Father Reese said that, while Mr. McCain was easy enough for many in the political sphere to disagree with because he was so straightforward, some may have missed what a loving family man he was. “He made every effort he could to come back to Arizona to spend weekends with his family,” said Father Reese. “He’d tease his boys; he’d tease his daughters, but in a loving kind of way.”
At home Mr. McCain was rarely seen in his Washington power suits but instead wore old blue jeans and sweatshirts with “a funny little hat on.” The world knew him as a senator, but at home he was “King of the Barbeque.”
Father Reese’s favorite memories of the senator center around Christmas-time visits. The senator directed a massive luminary operation around his property, enlisting friends and family to fill little bags with sand and light a candle in each one.
“I’m talking about miles of these things,” Father Reese said. “He was the general in charge…. He would march us...a forced march in the desert up to the top of the hill, so we could look down and see all these candles lit.
“That’s what I mean about finding God,” Father Reese said. “He saw God in the beauty of that place and knowing that we lit all those candles.”

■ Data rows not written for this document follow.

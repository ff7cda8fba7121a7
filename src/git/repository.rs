//! Git repository operations

use std::path::Path;

use anyhow::{Context, Result};
use git2::{Commit, Diff, ErrorCode, Repository, RevparseMode, Sort, Tree};
use tracing::debug;

use crate::git::{CommitInfo, Revision};

/// Git repository wrapper
pub struct GitRepository {
    repo: Repository,
}

/// A revision expression resolved to commits
enum ResolvedSpec<'r> {
    /// One commit, compared against its first parent
    Single(Commit<'r>),
    /// `from..to`, or `from...to` when `merge_base` is set
    Range {
        from: Commit<'r>,
        to: Commit<'r>,
        merge_base: bool,
    },
}

impl GitRepository {
    /// Open repository at specified path
    pub fn open_at<P: AsRef<Path>>(path: P) -> Result<Self> {
        let repo = Repository::open(path).context("Failed to open git repository")?;

        Ok(Self { repo })
    }

    /// Open the repository containing `path`, searching parent directories
    pub fn discover<P: AsRef<Path>>(path: P) -> Result<Self> {
        let path = path.as_ref();
        let repo = Repository::discover(path)
            .with_context(|| format!("No git repository found at {}", path.display()))?;

        Ok(Self { repo })
    }

    /// Get workdir path
    pub fn workdir(&self) -> Option<&Path> {
        self.repo.workdir()
    }

    /// Get the HEAD commit, or None on an unborn branch
    pub fn head_commit(&self) -> Result<Option<Commit<'_>>> {
        match self.repo.head() {
            Ok(head) => Ok(Some(
                head.peel_to_commit()
                    .context("Failed to peel HEAD to commit")?,
            )),
            Err(err) if matches!(err.code(), ErrorCode::UnbornBranch | ErrorCode::NotFound) => {
                debug!("HEAD is unborn");
                Ok(None)
            }
            Err(err) => Err(err).context("Failed to get HEAD reference"),
        }
    }

    fn head_tree(&self) -> Result<Option<Tree<'_>>> {
        self.head_commit()?
            .map(|commit| commit.tree().context("Failed to get HEAD tree"))
            .transpose()
    }

    /// Get the diff a summary of `revision` describes
    pub fn diff_for(&self, revision: &Revision) -> Result<Diff<'_>> {
        match revision {
            Revision::Current => {
                let head_tree = self.head_tree()?;
                self.repo
                    .diff_tree_to_workdir_with_index(head_tree.as_ref(), None)
                    .context("Failed to diff working tree against HEAD")
            }
            Revision::Cached => {
                let head_tree = self.head_tree()?;
                let index = self.repo.index().context("Failed to read index")?;
                self.repo
                    .diff_tree_to_index(head_tree.as_ref(), Some(&index), None)
                    .context("Failed to diff index against HEAD")
            }
            Revision::Spec(spec) => match self.resolve_spec(spec)? {
                ResolvedSpec::Single(commit) => {
                    let parent_tree = if commit.parent_count() > 0 {
                        Some(
                            commit
                                .parent(0)
                                .context("Failed to get parent commit")?
                                .tree()
                                .context("Failed to get parent tree")?,
                        )
                    } else {
                        None
                    };
                    let tree = commit.tree().context("Failed to get commit tree")?;
                    self.repo
                        .diff_tree_to_tree(parent_tree.as_ref(), Some(&tree), None)
                        .with_context(|| format!("Failed to create diff for {spec}"))
                }
                ResolvedSpec::Range {
                    from,
                    to,
                    merge_base,
                } => {
                    let base = if merge_base {
                        self.merge_base(&from, &to)?
                    } else {
                        from
                    };
                    let base_tree = base.tree().context("Failed to get start tree")?;
                    let to_tree = to.tree().context("Failed to get end tree")?;
                    self.repo
                        .diff_tree_to_tree(Some(&base_tree), Some(&to_tree), None)
                        .with_context(|| format!("Failed to create diff for {spec}"))
                }
            },
        }
    }

    /// Get the commits a history of `revision` describes, oldest first
    ///
    /// The sentinels describe pending changes on top of HEAD, so they yield
    /// the HEAD commit when there is one.
    pub fn commits_for(&self, revision: &Revision) -> Result<Vec<CommitInfo>> {
        let spec = match revision {
            Revision::Current | Revision::Cached => {
                return self
                    .head_commit()?
                    .map(|commit| CommitInfo::from_git_commit(&self.repo, &commit))
                    .into_iter()
                    .collect();
            }
            Revision::Spec(spec) => spec,
        };

        let (from, to, merge_base) = match self.resolve_spec(spec)? {
            ResolvedSpec::Single(commit) => {
                return Ok(vec![CommitInfo::from_git_commit(&self.repo, &commit)?]);
            }
            ResolvedSpec::Range {
                from,
                to,
                merge_base,
            } => (from, to, merge_base),
        };

        let mut walker = self.repo.revwalk().context("Failed to create revwalk")?;
        walker
            .set_sorting(Sort::TOPOLOGICAL | Sort::REVERSE)
            .context("Failed to set revwalk sorting")?;
        walker.push(to.id()).context("Failed to push end commit")?;
        if merge_base {
            // Symmetric difference: both sides down to their merge base
            let base = self.merge_base(&from, &to)?;
            walker
                .push(from.id())
                .context("Failed to push start commit")?;
            walker
                .hide(base.id())
                .context("Failed to hide merge base")?;
        } else {
            walker
                .hide(from.id())
                .context("Failed to hide start commit")?;
        }

        let mut commits = Vec::new();
        for oid in walker {
            let oid = oid.context("Failed to get commit OID from walker")?;
            let commit = self
                .repo
                .find_commit(oid)
                .context("Failed to find commit")?;

            // Skip merge commits
            if commit.parent_count() > 1 {
                continue;
            }

            commits.push(CommitInfo::from_git_commit(&self.repo, &commit)?);
        }

        Ok(commits)
    }

    fn resolve_spec(&self, spec: &str) -> Result<ResolvedSpec<'_>> {
        let revspec = self
            .repo
            .revparse(spec)
            .with_context(|| format!("Failed to parse revision: {spec}"))?;

        let from = revspec
            .from()
            .with_context(|| format!("Revision has no start: {spec}"))?
            .peel_to_commit()
            .with_context(|| format!("Failed to peel {spec} to a commit"))?;

        if revspec.mode().contains(RevparseMode::SINGLE) {
            return Ok(ResolvedSpec::Single(from));
        }

        let to = revspec
            .to()
            .with_context(|| format!("Revision range has no end: {spec}"))?
            .peel_to_commit()
            .with_context(|| format!("Failed to peel end of {spec} to a commit"))?;

        Ok(ResolvedSpec::Range {
            from,
            to,
            merge_base: revspec.mode().contains(RevparseMode::MERGE_BASE),
        })
    }

    fn merge_base(&self, a: &Commit<'_>, b: &Commit<'_>) -> Result<Commit<'_>> {
        let oid = self
            .repo
            .merge_base(a.id(), b.id())
            .context("Failed to find merge base")?;
        self.repo
            .find_commit(oid)
            .context("Failed to find merge base commit")
    }
}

If there is an afterlife, and if there is a judgment, I would hope that the many thousands of innocents, who went before their time to heaven because of the barbarity of this war criminal, will be the ones who will make the final decision of what corner of hell McCain will spend eternity.
Mr. McCain was sufficiently simple for some in the political circle to differ with on the grounds that he was so direct, Animated Video Company some may have missed what a cherishing family man he was. The representative coordinated a huge illuminating presence activity around his property, enrolling loved ones to fill little sacks with sand and light a flame in every one.